§ Given entries:
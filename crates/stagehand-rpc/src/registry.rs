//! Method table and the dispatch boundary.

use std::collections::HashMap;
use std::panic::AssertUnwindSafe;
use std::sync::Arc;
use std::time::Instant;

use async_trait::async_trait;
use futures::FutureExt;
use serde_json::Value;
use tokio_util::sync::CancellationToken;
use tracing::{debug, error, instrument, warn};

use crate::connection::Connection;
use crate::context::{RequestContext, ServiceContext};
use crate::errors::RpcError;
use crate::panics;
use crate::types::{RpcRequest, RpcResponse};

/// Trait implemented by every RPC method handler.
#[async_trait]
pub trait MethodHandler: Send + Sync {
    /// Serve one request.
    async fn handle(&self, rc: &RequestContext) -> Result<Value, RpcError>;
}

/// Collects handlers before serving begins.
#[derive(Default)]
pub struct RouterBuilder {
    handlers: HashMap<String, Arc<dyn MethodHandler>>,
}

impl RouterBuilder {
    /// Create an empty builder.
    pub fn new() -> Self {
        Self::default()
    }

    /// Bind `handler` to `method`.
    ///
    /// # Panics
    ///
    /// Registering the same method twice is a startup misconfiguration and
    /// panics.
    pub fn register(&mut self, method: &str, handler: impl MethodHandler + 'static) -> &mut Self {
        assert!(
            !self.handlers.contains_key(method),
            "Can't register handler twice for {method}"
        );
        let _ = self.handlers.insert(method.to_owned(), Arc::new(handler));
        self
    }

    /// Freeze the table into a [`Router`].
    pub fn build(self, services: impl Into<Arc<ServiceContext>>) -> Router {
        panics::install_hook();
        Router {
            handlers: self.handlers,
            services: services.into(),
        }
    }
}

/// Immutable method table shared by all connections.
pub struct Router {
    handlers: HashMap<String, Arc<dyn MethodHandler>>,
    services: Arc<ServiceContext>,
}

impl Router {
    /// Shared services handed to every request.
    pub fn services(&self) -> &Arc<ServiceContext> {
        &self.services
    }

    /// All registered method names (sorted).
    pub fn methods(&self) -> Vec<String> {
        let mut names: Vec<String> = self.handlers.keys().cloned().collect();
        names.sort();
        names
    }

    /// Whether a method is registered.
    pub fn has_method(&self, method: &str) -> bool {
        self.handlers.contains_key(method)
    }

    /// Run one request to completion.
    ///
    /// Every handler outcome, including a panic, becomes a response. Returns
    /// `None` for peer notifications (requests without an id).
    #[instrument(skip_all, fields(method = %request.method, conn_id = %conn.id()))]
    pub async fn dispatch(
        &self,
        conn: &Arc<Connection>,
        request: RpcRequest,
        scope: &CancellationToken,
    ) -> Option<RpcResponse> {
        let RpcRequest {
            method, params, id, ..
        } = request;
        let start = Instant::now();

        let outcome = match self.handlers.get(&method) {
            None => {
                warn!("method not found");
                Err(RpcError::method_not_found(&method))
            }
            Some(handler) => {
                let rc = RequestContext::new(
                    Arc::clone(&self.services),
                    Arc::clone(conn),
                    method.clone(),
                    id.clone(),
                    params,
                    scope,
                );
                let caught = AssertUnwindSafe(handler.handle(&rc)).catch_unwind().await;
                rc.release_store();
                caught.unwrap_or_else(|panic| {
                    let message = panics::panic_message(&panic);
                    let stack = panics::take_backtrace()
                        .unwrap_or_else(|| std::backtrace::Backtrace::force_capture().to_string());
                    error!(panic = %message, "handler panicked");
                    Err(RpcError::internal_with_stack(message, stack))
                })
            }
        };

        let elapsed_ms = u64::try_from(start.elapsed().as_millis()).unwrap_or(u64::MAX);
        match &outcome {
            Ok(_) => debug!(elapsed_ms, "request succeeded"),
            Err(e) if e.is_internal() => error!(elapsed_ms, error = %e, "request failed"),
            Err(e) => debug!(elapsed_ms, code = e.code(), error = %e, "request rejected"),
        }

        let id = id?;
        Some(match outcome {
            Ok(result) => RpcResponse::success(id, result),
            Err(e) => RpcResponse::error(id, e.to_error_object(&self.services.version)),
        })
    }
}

* * *

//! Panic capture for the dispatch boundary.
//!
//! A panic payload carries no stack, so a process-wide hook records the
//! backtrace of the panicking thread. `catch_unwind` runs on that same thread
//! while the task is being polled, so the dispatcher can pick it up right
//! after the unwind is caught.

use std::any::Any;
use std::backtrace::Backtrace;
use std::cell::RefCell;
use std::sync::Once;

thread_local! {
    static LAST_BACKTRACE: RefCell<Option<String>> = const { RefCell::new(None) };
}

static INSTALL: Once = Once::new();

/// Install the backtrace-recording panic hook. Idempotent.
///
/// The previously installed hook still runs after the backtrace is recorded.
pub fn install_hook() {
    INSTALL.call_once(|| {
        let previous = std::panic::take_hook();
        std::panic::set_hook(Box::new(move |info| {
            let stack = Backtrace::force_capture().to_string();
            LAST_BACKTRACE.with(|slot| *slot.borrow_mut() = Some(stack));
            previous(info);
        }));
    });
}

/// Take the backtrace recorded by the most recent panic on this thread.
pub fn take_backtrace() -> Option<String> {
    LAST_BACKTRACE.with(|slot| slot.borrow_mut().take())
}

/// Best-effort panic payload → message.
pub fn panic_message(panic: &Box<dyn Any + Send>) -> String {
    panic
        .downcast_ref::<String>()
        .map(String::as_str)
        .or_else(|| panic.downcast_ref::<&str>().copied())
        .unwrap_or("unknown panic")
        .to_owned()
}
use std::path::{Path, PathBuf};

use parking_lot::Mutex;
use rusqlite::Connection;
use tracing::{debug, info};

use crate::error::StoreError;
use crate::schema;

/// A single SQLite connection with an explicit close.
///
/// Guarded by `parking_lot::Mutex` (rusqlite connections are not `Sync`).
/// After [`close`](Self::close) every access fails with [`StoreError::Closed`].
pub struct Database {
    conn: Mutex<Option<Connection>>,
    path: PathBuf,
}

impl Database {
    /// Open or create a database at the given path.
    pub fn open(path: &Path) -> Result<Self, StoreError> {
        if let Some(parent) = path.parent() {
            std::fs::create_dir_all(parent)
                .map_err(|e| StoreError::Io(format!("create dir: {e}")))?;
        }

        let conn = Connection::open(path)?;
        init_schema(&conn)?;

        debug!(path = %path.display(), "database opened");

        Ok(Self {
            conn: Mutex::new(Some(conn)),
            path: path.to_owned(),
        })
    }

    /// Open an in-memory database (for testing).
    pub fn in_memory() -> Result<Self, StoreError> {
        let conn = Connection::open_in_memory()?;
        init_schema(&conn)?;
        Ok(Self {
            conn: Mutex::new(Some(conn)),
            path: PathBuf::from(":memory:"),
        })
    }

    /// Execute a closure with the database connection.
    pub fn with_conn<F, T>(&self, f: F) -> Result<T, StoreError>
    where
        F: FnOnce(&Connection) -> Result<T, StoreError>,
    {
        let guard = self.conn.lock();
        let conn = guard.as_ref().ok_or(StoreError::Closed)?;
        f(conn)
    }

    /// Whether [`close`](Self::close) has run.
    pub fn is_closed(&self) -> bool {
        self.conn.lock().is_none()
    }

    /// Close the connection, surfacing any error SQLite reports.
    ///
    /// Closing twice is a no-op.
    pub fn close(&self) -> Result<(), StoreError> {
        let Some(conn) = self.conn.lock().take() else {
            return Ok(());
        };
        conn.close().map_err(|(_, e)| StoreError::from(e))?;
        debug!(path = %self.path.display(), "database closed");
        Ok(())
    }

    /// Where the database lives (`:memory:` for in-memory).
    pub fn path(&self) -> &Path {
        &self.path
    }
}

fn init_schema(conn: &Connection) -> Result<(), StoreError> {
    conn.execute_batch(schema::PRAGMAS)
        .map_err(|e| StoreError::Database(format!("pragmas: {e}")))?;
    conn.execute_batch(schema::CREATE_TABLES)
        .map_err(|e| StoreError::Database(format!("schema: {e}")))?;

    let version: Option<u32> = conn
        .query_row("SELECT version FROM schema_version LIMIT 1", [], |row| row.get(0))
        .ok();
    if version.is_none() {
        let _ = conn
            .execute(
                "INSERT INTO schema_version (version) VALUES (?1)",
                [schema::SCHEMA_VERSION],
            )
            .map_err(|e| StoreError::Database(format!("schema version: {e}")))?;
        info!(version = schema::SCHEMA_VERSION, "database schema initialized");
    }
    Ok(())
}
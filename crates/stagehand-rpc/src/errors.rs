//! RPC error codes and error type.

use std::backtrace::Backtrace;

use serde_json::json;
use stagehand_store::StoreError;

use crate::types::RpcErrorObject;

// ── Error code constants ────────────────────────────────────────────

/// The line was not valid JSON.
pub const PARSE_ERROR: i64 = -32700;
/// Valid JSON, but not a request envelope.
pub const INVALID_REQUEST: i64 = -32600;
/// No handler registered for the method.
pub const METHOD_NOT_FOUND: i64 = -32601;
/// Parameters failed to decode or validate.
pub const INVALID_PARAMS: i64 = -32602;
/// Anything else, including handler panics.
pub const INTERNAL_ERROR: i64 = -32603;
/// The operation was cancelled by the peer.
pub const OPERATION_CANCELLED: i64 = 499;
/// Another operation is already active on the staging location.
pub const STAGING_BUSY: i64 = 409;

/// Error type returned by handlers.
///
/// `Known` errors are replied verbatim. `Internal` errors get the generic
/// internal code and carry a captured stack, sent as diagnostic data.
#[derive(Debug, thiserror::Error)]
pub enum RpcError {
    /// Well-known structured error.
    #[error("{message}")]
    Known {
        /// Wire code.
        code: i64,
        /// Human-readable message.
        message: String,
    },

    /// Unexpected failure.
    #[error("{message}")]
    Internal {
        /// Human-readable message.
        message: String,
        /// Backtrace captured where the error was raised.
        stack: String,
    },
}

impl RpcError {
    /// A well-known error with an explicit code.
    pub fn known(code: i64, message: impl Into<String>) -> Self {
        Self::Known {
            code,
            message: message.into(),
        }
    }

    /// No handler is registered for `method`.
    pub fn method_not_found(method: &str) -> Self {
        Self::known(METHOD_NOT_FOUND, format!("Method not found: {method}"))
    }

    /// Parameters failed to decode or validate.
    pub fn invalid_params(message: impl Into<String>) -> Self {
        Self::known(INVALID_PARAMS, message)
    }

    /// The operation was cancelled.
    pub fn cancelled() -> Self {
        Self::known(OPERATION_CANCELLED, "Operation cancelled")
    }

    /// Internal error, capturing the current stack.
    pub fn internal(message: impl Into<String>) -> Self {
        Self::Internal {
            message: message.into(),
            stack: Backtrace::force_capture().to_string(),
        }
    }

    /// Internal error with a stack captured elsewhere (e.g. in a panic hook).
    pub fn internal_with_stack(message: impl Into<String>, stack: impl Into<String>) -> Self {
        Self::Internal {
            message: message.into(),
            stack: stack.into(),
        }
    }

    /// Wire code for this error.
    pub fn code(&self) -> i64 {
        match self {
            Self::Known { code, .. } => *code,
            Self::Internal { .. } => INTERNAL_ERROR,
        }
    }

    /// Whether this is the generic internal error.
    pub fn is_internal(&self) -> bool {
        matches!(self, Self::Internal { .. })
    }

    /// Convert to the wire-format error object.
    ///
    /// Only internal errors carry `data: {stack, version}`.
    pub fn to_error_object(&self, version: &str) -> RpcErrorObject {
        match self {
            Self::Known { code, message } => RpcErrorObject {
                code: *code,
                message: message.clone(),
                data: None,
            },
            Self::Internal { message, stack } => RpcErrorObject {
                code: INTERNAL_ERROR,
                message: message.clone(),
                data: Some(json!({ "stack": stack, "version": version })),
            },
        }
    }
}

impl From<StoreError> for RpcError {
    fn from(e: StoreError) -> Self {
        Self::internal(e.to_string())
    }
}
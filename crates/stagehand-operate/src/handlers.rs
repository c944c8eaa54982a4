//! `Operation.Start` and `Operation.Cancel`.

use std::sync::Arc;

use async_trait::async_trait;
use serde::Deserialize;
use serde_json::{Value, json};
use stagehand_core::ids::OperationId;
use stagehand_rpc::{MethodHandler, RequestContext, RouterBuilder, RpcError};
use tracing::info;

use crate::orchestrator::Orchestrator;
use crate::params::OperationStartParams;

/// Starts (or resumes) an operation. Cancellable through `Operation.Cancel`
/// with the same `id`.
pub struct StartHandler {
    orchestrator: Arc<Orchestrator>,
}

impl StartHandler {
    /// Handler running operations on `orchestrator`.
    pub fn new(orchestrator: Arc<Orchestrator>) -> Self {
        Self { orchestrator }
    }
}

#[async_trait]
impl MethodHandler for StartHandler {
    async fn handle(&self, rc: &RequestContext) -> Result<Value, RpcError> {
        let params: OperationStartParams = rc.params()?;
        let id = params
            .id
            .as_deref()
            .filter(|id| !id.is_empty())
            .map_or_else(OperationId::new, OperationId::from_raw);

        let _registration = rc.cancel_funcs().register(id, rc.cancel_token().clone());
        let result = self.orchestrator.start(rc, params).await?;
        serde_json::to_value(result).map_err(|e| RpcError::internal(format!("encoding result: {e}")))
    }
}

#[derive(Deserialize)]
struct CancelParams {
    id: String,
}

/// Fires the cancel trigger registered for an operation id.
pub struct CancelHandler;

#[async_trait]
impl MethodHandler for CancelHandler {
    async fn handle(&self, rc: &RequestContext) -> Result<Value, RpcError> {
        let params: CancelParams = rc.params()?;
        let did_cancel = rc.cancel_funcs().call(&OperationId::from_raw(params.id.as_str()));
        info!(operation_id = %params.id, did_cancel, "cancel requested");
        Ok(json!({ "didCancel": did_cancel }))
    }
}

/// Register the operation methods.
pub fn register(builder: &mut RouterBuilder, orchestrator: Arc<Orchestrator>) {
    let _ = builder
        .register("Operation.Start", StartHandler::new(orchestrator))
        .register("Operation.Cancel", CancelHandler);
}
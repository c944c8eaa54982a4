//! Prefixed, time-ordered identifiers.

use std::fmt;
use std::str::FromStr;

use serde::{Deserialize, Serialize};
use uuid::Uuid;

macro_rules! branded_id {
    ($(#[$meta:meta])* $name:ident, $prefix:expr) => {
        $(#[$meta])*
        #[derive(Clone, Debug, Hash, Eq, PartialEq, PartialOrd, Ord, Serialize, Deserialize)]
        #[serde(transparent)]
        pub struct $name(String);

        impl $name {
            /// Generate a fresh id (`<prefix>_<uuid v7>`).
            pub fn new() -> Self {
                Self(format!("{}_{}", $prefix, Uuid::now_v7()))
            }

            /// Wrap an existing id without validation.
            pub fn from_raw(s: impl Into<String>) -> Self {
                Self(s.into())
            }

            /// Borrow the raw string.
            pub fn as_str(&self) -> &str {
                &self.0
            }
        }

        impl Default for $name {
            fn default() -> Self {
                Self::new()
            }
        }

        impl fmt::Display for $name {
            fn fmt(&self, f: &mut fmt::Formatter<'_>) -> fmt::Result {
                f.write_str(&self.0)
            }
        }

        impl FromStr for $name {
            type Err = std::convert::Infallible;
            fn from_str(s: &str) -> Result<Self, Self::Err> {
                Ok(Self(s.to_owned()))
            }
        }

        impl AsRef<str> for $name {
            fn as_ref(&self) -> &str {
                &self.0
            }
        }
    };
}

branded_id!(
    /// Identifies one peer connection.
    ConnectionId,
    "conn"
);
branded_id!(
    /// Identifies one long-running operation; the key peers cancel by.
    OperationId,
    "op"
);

§ Exercise requirements:
Only the lines containing "await" are needed; copy each of them from the data.

§ Solution to the exercise:
                let caught = AssertUnwindSafe(handler.handle(&rc)).catch_unwind().await;
        let result = self.orchestrator.start(rc, params).await?;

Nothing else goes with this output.